The hatred of Donald Trump grows darker, more frightening and more irresponsible. A Secret Service agent assigned to protect the president put up a boast on her Facebook site that she wouldn’t “take a bullet” for this president. The ABC television network inserts a promotional blurb for a coming movie about a presidential assassination into a real-life interview with Mr. Trump. A teacher in Dallas (which knows about presidential assassinations) projects a photographic image of the president at his inauguration in her classroom, shoots at the image with a water gun and screams “Die! Die! Die!”

This irresponsibility speaks volumes about how far out of touch the arbiters of the national culture are with rest of America. Steve Bannon, a senior adviser to the president, remarked earlier this week that “they don’t understand this country. They still do not understand why Donald Trump is the president of the United States.”

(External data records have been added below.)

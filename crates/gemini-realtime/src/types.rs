//! Wire types for the Gemini Live `BidiGenerateContent` protocol.

use serde::{Deserialize, Serialize};

#[derive(Serialize, Debug)]
#[serde(rename_all = "camelCase")]
pub enum ClientMessage {
    Setup(BidiGenerateContentSetup),
    RealtimeInput(BidiGenerateContentRealtimeInput),
    ClientContent(BidiGenerateContentClientContent),
}

#[derive(Serialize, Debug)]
#[serde(rename_all = "camelCase")]
pub struct BidiGenerateContentSetup {
    pub model: String,
    pub generation_config: GenerationConfig,
    #[serde(skip_serializing_if = "Option::is_none")]
    pub system_instruction: Option<Content>,
    #[serde(skip_serializing_if = "Option::is_none")]
    pub input_audio_transcription: Option<AudioTranscriptionConfig>,
    #[serde(skip_serializing_if = "Option::is_none")]
    pub output_audio_transcription: Option<AudioTranscriptionConfig>,
}

#[derive(Serialize, Debug)]
#[serde(rename_all = "camelCase")]
pub struct GenerationConfig {
    pub response_modalities: Vec<ResponseModality>,
    #[serde(skip_serializing_if = "Option::is_none")]
    pub temperature: Option<f32>,
    #[serde(skip_serializing_if = "Option::is_none")]
    pub speech_config: Option<SpeechConfig>,
    #[serde(skip_serializing_if = "Option::is_none")]
    pub thinking_config: Option<ThinkingConfig>,
}

#[derive(Serialize, Deserialize, Clone, Copy, Debug, PartialEq, Eq)]
#[serde(rename_all = "UPPERCASE")]
pub enum ResponseModality {
    Text,
    Audio,
}

#[derive(Serialize, Debug)]
#[serde(rename_all = "camelCase")]
pub struct SpeechConfig {
    pub voice_config: VoiceConfig,
}

#[derive(Serialize, Debug)]
#[serde(rename_all = "camelCase")]
pub struct VoiceConfig {
    pub prebuilt_voice_config: PrebuiltVoiceConfig,
}

#[derive(Serialize, Debug)]
#[serde(rename_all = "camelCase")]
pub struct PrebuiltVoiceConfig {
    pub voice_name: String,
}

#[derive(Serialize, Debug)]
#[serde(rename_all = "camelCase")]
pub struct ThinkingConfig {
    pub thinking_budget: u32,
}

/// Serialized as `{}`; its presence switches transcription on.
#[derive(Serialize, Debug, Default)]
pub struct AudioTranscriptionConfig {}

#[derive(Serialize, Debug)]
pub struct Content {
    #[serde(skip_serializing_if = "Option::is_none")]
    pub role: Option<String>,
    pub parts: Vec<Part>,
}

#[derive(Serialize, Debug)]
pub struct Part {
    pub text: String,
}

#[derive(Serialize, Debug)]
#[serde(rename_all = "camelCase")]
pub struct BidiGenerateContentClientContent {
    pub turns: Vec<Content>,
    pub turn_complete: bool,
}

#[derive(Serialize, Debug)]
#[serde(rename_all = "camelCase")]
pub struct BidiGenerateContentRealtimeInput {
    #[serde(skip_serializing_if = "Option::is_none")]
    pub audio: Option<Blob>,
    #[serde(skip_serializing_if = "Option::is_none")]
    pub audio_stream_end: Option<bool>,
}

#[derive(Serialize, Debug)]
#[serde(rename_all = "camelCase")]
pub struct Blob {
    pub mime_type: String,
    pub data: String,
}

#[derive(Deserialize, Debug, Default)]
#[serde(rename_all = "camelCase")]
pub struct ServerMessage {
    pub setup_complete: Option<serde_json::Value>,
    pub server_content: Option<LiveServerContent>,
    pub go_away: Option<GoAway>,
}

#[derive(Deserialize, Debug)]
#[serde(rename_all = "camelCase")]
pub struct LiveServerContent {
    pub model_turn: Option<ServerContentTurn>,
    pub input_transcription: Option<ServerTranscription>,
    pub output_transcription: Option<ServerTranscription>,
    pub turn_complete: Option<bool>,
    pub interrupted: Option<bool>,
}

#[derive(Deserialize, Debug)]
pub struct ServerContentTurn {
    #[serde(default)]
    pub parts: Vec<ServerPart>,
}

#[derive(Deserialize, Debug)]
#[serde(rename_all = "camelCase")]
pub struct ServerPart {
    pub text: Option<String>,
    pub inline_data: Option<ServerBlob>,
}

#[derive(Deserialize, Debug)]
#[serde(rename_all = "camelCase")]
pub struct ServerBlob {
    pub mime_type: Option<String>,
    pub data: String,
}

#[derive(Deserialize, Debug)]
pub struct ServerTranscription {
    #[serde(default)]
    pub text: String,
}

#[derive(Deserialize, Debug)]
#[serde(rename_all = "camelCase")]
pub struct GoAway {
    pub time_left: Option<String>,
}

In the wake of Nov. 8, many disappointed Democrats said foolish and childish things, one of them being that “Donald Trump is not my president.” But he is, whether they like it or not, and denying reality does not change anything. They’re still citizens, with a citizen’s responsibility to obey the law and treat elected officials with public respect. (They’re well advised to file their income-tax returns as usual.)

The mighty organs of the media have a special responsibility to keep calm and carry on, as difficult as that may be. The guardians of the truth, as they regard themselves, must first figure out what the truth is. Is there anyone in the shop to teach them to be objective, once the first rule of every newsroom? Are both sides of the story presented with appropriate weight? A competent journalist has always understood that he has the duty to be skeptical of every source in the spirit of the old city editor, staring at a credulous reporter with beady eyes under his green eyeshade, demanding that “if your mother says she loves you, check it out.”

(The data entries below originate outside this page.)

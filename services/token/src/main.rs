//! Mints a LiveKit join token for a browser test client.
//!
//! Prints the token together with the steps to connect with the LiveKit
//! Agents Playground.

use anyhow::Context;
use aram_core::config::Config;
use aram_core::token::{ConnectionInstructions, DEFAULT_PARTICIPANT, DEFAULT_ROOM, TokenMinter};
use clap::Parser;
use std::time::Duration;
use tracing::debug;
use tracing_subscriber::EnvFilter;

#[derive(Parser, Debug)]
#[command(version, about = "Generates a LiveKit access token for testing")]
struct Cli {
    /// Room to join.
    #[arg(default_value = DEFAULT_ROOM)]
    room: String,
    /// Participant identity and display name.
    #[arg(default_value = DEFAULT_PARTICIPANT)]
    participant: String,
    /// Token lifetime in seconds. Defaults to the LiveKit server default.
    #[arg(long, value_parser = clap::value_parser!(u64).range(1..))]
    ttl: Option<u64>,
}

fn main() -> anyhow::Result<()> {
    let cli = Cli::parse();

    tracing_subscriber::fmt()
        .with_env_filter(EnvFilter::try_from_default_env().unwrap_or_else(|_| EnvFilter::new("warn")))
        .with_timer(tracing_subscriber::fmt::time::ChronoLocal::rfc_3339())
        .with_writer(std::io::stderr)
        .init();

    let config = Config::from_env().context("Failed to load configuration")?;
    debug!(room = %cli.room, participant = %cli.participant, "Minting token");

    let token = TokenMinter::new(&config.livekit)
        .join_token(
            &cli.room,
            &cli.participant,
            &cli.participant,
            cli.ttl.map(Duration::from_secs),
        )
        .context("Failed to generate token")?;

    println!(
        "{}",
        ConnectionInstructions {
            room: &cli.room,
            participant: &cli.participant,
            server: config.livekit.display_url(),
            token: &token,
        }
    );
    Ok(())
}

Such skepticism all but disappeared over the past eight years in Washington. Whatever Barack Obama’s White House said was taken as received wisdom. Now the skepticism has returned, and that’s all to the good if applied to all in equal measure. The new president encourages uneven skepticism by sometimes saying outrageous things. The press has a responsibility to examine closely everything he says, and let the facts, and not a reporter’s morality (if any), sit in judgment.

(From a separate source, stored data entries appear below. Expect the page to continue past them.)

//! The agent entry point.
//!
//! [`run_session`] is invoked once per inbound job. It connects to the room,
//! builds the realtime model, the voice-activity detector and the session that
//! binds them, optionally starts an avatar overlay, registers the room
//! observers and finally starts the session. Only the avatar is allowed to
//! fail without ending the job.

use crate::avatar::{AvatarBinding, AvatarError, AvatarOverlay};
use crate::config::{AvatarProvider, Config};
use crate::events::RoomObserver;
use crate::platform::{AgentSession, JobContext, RealtimeModelOptions, Room, VoicePlatform};
use crate::vad::VadOptions;
use std::sync::Arc;
use tracing::{error, info, warn};

#[derive(Debug, thiserror::Error)]
pub enum SessionError {
    #[error("Failed to connect to room '{room}': {reason}")]
    Connection { room: String, reason: String },
    #[error("Realtime model error: {0}")]
    Model(String),
    #[error("Session setup failed: {0}")]
    Setup(String),
}

/// How the avatar step of a session turned out.
#[derive(Debug)]
pub enum AvatarOutcome {
    /// No provider selected, or the selected provider has no credentials.
    NotConfigured,
    Started(AvatarProvider),
    /// Construction or start failed; the session runs audio-only.
    Degraded {
        provider: AvatarProvider,
        error: AvatarError,
    },
}

impl AvatarOutcome {
    pub fn is_active(&self) -> bool {
        matches!(self, AvatarOutcome::Started(_))
    }
}

/// A started session. Dropping it does not stop anything; the platform owns
/// the session's lifetime. Call [`RunningSession::stop_avatar`] when the job
/// ends.
pub struct RunningSession<P: VoicePlatform> {
    pub room: Arc<P::Room>,
    pub session: P::Session,
    pub avatar: AvatarOutcome,
    /// The overlay, kept only while it is running.
    pub overlay: Option<P::Avatar>,
}

impl<P: VoicePlatform> RunningSession<P> {
    /// Ends the avatar provider's session, if one was started. Failures are
    /// logged, not returned.
    pub async fn stop_avatar(&mut self) {
        let Some(overlay) = self.overlay.take() else {
            return;
        };
        let provider = overlay.provider();
        match overlay.stop().await {
            Ok(()) => info!(%provider, "Avatar stopped"),
            Err(error) => warn!(%provider, %error, "Failed to stop avatar"),
        }
    }
}

enum AvatarPlan<A> {
    Ready(A),
    Skip(AvatarOutcome),
}

/// Runs the setup routine for one job.
///
/// Connection, model, detector and session failures are logged and returned.
/// Avatar failures are logged as warnings and recorded in
/// [`RunningSession::avatar`].
pub async fn run_session<P, J>(
    config: &Config,
    platform: &P,
    job: J,
    observers: Vec<Arc<dyn RoomObserver>>,
) -> Result<RunningSession<P>, SessionError>
where
    P: VoicePlatform,
    J: JobContext<Room = P::Room>,
{
    info!(agent = %config.agent.name, room = %job.room_name(), "Agent starting");

    let room = job.connect().await.inspect_err(|e| {
        error!(error = %e, "Error in agent entrypoint");
    })?;
    info!(room = %room.name(), "Connected to room");

    match start_in_room(config, platform, room, observers).await {
        Ok(running) => {
            info!(
                agent = %config.agent.name,
                avatar = running.avatar.is_active(),
                "Agent started successfully"
            );
            Ok(running)
        }
        Err(e) => {
            error!(error = %e, "Error in agent entrypoint");
            Err(e)
        }
    }
}

async fn start_in_room<P: VoicePlatform>(
    config: &Config,
    platform: &P,
    room: Arc<P::Room>,
    observers: Vec<Arc<dyn RoomObserver>>,
) -> Result<RunningSession<P>, SessionError> {
    let model = platform.realtime_model(RealtimeModelOptions::from_settings(&config.model))?;
    let vad = platform.vad(VadOptions::default())?;
    let session = platform.session(vad, model)?;

    let plan = match config.avatar.selected() {
        None => {
            info!("Avatar not configured, continuing with audio-only mode");
            AvatarPlan::Skip(AvatarOutcome::NotConfigured)
        }
        Some((provider, credentials)) => match platform.avatar(provider, credentials) {
            Ok(avatar) => AvatarPlan::Ready(avatar),
            Err(error) => {
                warn!(%provider, %error, "Failed to create avatar session, continuing without avatar");
                AvatarPlan::Skip(AvatarOutcome::Degraded { provider, error })
            }
        },
    };

    for observer in observers {
        room.add_observer(observer);
    }

    let (avatar, overlay) = match plan {
        AvatarPlan::Skip(outcome) => (outcome, None),
        AvatarPlan::Ready(avatar) => {
            let provider = avatar.provider();
            let binding = AvatarBinding {
                room: room.name().to_string(),
                agent_identity: room.local_identity().to_string(),
                audio: session.audio_output(),
            };
            match avatar.start(binding).await {
                Ok(()) => {
                    info!(%provider, "Avatar started");
                    (AvatarOutcome::Started(provider), Some(avatar))
                }
                Err(error) => {
                    warn!(%provider, %error, "Failed to start avatar, continuing in audio-only mode");
                    (AvatarOutcome::Degraded { provider, error }, None)
                }
            }
        }
    };

    session.start(&room).await?;
    if avatar.is_active() {
        info!("Agent started with avatar");
    } else {
        info!("Agent started in audio-only mode");
    }

    Ok(RunningSession {
        room,
        session,
        avatar,
        overlay,
    })
}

Skepticism is healthy and necessary, and it’s a pity that it was in short supply in the White House briefing room over the course of the last administration. The press (loosely defined) and the larger media must resist the temptation to assuage its guilt by adopting an attitude that anything about Mr. Trump goes, the meaner and more irresponsible the better. This encourages recklessness in others.

The Texas teacher who shot the squirt gun was suspended while her superiors investigate further. The Secret Service agent whose boast all but invites attacks on the president’s person, has been suspended, too, and should be sacked as an example. Presidential assassinations are not for speculation and entertainment.